(Source records)
..........

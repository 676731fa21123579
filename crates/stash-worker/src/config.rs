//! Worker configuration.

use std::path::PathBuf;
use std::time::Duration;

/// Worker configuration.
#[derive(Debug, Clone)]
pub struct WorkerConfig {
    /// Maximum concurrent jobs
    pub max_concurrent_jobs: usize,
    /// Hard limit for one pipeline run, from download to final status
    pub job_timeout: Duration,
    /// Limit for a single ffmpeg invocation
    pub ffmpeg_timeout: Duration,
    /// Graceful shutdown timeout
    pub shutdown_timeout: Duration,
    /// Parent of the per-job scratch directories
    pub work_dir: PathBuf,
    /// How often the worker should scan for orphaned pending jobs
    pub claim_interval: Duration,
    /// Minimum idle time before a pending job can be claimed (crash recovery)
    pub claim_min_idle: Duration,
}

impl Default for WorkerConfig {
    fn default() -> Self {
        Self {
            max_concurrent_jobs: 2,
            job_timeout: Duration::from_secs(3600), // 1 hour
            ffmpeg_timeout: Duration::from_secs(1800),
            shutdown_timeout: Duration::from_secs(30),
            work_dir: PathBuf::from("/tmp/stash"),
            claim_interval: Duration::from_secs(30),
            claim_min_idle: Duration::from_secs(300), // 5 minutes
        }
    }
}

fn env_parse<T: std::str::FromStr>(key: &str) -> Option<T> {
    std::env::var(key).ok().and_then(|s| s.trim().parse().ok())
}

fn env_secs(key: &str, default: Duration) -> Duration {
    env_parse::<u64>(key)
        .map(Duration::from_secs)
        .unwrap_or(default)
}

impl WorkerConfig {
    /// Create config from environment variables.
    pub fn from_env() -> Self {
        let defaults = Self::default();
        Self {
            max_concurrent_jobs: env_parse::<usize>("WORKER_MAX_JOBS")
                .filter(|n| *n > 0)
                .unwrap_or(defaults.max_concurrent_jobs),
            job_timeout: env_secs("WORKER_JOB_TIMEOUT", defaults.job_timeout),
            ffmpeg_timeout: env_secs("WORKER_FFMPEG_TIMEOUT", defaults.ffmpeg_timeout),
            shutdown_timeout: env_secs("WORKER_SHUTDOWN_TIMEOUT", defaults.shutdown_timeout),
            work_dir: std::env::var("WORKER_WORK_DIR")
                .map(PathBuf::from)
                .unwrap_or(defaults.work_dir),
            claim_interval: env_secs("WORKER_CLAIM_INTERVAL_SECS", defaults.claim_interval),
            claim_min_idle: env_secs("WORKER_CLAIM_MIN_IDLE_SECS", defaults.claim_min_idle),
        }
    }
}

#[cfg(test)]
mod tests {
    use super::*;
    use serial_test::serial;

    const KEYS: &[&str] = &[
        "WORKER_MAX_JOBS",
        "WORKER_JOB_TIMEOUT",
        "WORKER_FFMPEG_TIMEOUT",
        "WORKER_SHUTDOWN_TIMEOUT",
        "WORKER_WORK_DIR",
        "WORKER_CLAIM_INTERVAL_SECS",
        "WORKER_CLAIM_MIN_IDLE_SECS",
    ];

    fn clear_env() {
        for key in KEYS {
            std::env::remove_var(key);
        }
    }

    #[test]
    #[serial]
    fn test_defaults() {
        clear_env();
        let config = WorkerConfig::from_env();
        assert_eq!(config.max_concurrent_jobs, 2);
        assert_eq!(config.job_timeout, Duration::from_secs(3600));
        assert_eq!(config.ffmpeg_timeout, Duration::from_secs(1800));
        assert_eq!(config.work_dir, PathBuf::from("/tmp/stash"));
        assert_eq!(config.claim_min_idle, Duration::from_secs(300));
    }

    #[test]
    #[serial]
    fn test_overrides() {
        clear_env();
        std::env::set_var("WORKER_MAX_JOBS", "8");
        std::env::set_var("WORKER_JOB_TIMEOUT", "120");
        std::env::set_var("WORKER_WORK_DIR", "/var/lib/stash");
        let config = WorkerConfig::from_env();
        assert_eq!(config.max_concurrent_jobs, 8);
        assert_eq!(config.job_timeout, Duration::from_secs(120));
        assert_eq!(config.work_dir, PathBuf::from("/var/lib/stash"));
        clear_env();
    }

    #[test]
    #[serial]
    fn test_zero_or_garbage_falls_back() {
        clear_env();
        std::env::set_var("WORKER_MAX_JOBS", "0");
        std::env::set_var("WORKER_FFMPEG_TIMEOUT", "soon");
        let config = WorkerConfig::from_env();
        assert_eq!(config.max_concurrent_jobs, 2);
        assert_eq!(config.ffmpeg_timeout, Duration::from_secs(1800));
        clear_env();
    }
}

..........

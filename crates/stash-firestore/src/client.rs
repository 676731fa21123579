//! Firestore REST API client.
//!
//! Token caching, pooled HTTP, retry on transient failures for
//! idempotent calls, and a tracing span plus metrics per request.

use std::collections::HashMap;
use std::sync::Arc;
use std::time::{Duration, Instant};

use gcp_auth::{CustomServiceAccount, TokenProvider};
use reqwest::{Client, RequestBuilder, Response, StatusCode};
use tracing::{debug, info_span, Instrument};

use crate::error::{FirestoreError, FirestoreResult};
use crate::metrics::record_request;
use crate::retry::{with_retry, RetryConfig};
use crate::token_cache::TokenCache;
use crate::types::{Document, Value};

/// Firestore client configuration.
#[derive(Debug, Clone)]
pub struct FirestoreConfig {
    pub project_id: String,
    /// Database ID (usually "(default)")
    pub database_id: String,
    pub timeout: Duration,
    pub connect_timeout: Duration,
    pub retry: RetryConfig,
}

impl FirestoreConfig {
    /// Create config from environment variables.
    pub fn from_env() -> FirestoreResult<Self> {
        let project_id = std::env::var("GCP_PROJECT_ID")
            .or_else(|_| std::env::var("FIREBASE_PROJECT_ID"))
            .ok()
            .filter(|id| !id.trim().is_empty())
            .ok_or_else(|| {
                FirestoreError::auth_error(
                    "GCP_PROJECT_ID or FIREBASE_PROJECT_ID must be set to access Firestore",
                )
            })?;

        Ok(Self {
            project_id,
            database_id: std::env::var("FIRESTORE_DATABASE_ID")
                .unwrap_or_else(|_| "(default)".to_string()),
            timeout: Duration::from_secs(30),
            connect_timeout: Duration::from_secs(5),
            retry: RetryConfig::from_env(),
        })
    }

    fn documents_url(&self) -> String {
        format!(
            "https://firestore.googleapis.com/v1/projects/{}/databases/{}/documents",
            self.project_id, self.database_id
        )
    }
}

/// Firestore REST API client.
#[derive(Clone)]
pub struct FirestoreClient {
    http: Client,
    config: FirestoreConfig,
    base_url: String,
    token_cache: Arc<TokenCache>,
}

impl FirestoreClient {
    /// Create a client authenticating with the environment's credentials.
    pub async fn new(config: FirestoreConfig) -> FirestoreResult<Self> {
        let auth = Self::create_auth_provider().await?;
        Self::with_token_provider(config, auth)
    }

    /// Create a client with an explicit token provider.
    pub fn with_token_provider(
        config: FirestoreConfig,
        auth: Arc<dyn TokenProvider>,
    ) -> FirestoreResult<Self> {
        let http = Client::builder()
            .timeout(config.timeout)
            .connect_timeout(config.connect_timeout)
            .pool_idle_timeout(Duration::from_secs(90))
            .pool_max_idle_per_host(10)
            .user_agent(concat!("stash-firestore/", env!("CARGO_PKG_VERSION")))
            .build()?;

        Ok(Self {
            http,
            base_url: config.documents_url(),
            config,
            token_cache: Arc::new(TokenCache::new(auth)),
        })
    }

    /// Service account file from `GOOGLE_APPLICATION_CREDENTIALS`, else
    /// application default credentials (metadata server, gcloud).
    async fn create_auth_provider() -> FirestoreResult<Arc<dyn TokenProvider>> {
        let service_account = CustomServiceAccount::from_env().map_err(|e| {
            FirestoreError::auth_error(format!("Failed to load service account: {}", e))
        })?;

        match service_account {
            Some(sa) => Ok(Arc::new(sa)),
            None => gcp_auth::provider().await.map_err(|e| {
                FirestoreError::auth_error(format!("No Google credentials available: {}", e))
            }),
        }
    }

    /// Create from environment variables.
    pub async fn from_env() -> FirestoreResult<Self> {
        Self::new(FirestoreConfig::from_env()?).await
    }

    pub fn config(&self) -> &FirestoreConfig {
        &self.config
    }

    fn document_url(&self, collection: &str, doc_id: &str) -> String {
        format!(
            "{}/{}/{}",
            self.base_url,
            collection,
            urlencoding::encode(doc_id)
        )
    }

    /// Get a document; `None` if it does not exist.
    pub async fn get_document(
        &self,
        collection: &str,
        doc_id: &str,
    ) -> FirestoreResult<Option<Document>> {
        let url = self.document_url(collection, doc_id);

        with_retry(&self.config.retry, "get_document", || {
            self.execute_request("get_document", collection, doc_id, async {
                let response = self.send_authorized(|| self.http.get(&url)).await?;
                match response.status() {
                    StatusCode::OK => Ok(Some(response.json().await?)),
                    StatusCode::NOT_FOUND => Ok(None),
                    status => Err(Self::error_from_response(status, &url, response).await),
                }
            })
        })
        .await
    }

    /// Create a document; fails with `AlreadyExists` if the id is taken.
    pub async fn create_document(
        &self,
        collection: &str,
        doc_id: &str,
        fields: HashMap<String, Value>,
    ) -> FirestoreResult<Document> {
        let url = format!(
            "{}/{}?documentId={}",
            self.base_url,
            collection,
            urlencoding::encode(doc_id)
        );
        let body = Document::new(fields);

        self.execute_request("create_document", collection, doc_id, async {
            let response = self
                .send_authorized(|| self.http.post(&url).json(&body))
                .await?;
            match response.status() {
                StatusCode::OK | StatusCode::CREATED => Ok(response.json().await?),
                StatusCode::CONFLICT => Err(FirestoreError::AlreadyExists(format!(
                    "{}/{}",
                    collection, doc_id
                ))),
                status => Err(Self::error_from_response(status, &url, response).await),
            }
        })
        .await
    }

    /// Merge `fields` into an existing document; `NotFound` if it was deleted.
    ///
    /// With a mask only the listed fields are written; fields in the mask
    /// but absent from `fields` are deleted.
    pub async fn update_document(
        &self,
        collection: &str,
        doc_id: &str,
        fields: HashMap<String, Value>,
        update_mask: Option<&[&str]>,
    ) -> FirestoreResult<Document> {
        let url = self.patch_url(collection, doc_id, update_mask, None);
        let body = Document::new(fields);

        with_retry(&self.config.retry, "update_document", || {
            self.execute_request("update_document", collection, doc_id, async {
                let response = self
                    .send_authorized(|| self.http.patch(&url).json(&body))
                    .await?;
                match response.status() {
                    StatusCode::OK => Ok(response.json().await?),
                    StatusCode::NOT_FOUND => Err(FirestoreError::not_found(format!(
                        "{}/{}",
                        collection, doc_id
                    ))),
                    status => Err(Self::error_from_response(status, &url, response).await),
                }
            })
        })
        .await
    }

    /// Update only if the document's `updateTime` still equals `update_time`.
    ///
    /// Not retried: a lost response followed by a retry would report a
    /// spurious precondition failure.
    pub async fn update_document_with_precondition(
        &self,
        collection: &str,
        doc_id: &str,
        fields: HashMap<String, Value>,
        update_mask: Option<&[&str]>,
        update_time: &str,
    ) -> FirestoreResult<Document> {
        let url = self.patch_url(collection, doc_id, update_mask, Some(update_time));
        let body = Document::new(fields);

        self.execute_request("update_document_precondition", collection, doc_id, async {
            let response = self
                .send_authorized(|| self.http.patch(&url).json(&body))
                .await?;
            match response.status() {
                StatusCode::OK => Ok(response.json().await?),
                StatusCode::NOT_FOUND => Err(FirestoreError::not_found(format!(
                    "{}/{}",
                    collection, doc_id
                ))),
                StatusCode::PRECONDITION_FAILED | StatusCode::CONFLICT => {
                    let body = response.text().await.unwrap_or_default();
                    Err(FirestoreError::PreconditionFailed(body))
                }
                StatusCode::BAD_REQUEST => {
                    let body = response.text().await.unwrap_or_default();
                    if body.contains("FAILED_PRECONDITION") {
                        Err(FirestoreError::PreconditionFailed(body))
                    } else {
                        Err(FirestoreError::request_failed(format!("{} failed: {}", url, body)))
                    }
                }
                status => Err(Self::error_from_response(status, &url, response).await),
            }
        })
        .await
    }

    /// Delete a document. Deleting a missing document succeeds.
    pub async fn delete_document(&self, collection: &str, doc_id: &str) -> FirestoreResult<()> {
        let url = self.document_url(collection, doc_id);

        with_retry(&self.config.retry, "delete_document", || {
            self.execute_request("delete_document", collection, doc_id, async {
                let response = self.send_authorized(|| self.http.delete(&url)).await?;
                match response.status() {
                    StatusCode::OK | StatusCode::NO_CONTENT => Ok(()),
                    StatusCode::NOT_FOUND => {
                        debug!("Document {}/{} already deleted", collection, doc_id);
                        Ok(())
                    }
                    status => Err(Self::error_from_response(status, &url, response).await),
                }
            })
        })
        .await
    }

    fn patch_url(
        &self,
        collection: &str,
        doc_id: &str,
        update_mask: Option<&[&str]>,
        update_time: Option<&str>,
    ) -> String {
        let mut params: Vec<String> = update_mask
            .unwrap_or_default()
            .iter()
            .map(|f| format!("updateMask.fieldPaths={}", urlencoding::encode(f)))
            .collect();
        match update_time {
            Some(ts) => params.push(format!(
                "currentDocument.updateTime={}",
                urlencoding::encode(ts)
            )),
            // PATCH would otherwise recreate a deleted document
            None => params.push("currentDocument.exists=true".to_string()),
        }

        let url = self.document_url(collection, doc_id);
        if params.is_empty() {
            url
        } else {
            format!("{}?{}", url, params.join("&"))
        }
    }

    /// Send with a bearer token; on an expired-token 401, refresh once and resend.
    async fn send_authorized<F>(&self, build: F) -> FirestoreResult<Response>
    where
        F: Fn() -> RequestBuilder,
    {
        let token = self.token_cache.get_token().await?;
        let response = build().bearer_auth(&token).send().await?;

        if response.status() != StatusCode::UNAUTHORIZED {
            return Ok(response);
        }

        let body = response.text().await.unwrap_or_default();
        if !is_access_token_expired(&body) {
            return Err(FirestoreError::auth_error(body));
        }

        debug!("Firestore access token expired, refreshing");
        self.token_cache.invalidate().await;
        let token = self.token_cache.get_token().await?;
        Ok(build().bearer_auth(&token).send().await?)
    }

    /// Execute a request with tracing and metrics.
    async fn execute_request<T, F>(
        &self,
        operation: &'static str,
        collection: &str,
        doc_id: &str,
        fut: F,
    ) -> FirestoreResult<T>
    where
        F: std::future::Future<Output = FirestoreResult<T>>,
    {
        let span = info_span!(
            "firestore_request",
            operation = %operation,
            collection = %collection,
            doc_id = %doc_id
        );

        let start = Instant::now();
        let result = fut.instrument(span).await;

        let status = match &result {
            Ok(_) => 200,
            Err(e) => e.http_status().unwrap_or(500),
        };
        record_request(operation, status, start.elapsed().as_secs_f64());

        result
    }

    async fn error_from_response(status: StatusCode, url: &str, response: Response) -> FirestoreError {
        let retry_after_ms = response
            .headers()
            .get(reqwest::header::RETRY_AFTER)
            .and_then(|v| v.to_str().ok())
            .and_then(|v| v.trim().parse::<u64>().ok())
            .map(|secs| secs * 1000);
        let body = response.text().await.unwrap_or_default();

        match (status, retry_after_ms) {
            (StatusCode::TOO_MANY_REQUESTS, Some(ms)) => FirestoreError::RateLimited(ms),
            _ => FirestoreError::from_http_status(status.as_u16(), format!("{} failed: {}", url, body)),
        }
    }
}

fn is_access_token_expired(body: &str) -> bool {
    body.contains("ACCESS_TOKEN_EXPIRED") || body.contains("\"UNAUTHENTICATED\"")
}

..........

From the entries above, extract every line where the word "impl" appears.

impl Default for WorkerConfig {
impl WorkerConfig {
impl FirestoreConfig {
impl FirestoreClient {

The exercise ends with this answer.